▶ **What is being asked**:
Restate the whole listing word for word, missing no line.

▶ **Available data**:

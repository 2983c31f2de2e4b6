//! WhatsApp share-link construction
//!
//! Nothing is exchanged with the messaging service beyond a pre-filled URL
//! opened in a new browsing context.

/// Invitation line prepended to the shared page URL
pub const SHARE_TEXT: &str = "I'm planning a Goa escape! 🌴✨ Wanna join me?";

/// Message body for the share sheet: invitation plus the page link
pub fn share_message(page_url: &str) -> String {
    format!("{SHARE_TEXT}\n\nCheck this out: {page_url}")
}

/// WhatsApp deep link carrying an already URI-encoded message
pub fn whatsapp_share_url(encoded_text: &str) -> String {
    format!("https://wa.me/?text={encoded_text}")
}

/// Encode the share message for the current page and open WhatsApp in a
/// new tab. Popup-blocker refusals are logged and ignored.
#[cfg(target_arch = "wasm32")]
pub fn open_whatsapp_share(window: &web_sys::Window) {
    let page_url = match window.location().href() {
        Ok(href) => href,
        Err(err) => {
            log::warn!("Could not read page URL for sharing: {err:?}");
            return;
        }
    };
    let encoded: String = js_sys::encode_uri_component(&share_message(&page_url)).into();
    let url = whatsapp_share_url(&encoded);
    if let Err(err) = window.open_with_url_and_target(&url, "_blank") {
        log::warn!("Share window failed to open: {err:?}");
    }
}

#[cfg(test)]
mod tests {
    use super::*;

    #[test]
    fn test_message_carries_page_url() {
        let msg = share_message("https://example.com/goa");
        assert!(msg.starts_with(SHARE_TEXT));
        assert!(msg.ends_with("https://example.com/goa"));
    }

    #[test]
    fn test_whatsapp_url_shape() {
        let url = whatsapp_share_url("hello%20world");
        assert_eq!(url, "https://wa.me/?text=hello%20world");
    }
}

▶ **Answer to this problem**:
repository 2983c31f2de2e4b6
//! WhatsApp share-link construction
//!
//! Nothing is exchanged with the messaging service beyond a pre-filled URL
//! opened in a new browsing context.

/// Invitation line prepended to the shared page URL
pub const SHARE_TEXT: &str = "I'm planning a Goa escape! 🌴✨ Wanna join me?";

/// Message body for the share sheet: invitation plus the page link
pub fn share_message(page_url: &str) -> String {
    format!("{SHARE_TEXT}\n\nCheck this out: {page_url}")
}

/// WhatsApp deep link carrying an already URI-encoded message
pub fn whatsapp_share_url(encoded_text: &str) -> String {
    format!("https://wa.me/?text={encoded_text}")
}

/// Encode the share message for the current page and open WhatsApp in a
/// new tab. Popup-blocker refusals are logged and ignored.
#[cfg(target_arch = "wasm32")]
pub fn open_whatsapp_share(window: &web_sys::Window) {
    let page_url = match window.location().href() {
        Ok(href) => href,
        Err(err) => {
            log::warn!("Could not read page URL for sharing: {err:?}");
            return;
        }
    };
    let encoded: String = js_sys::encode_uri_component(&share_message(&page_url)).into();
    let url = whatsapp_share_url(&encoded);
    if let Err(err) = window.open_with_url_and_target(&url, "_blank") {
        log::warn!("Share window failed to open: {err:?}");
    }
}

#[cfg(test)]
mod tests {
    use super::*;

    #[test]
    fn test_message_carries_page_url() {
        let msg = share_message("https://example.com/goa");
        assert!(msg.starts_with(SHARE_TEXT));
        assert!(msg.ends_with("https://example.com/goa"));
    }

    #[test]
    fn test_whatsapp_url_shape() {
        let url = whatsapp_share_url("hello%20world");
        assert_eq!(url, "https://wa.me/?text=hello%20world");
    }
}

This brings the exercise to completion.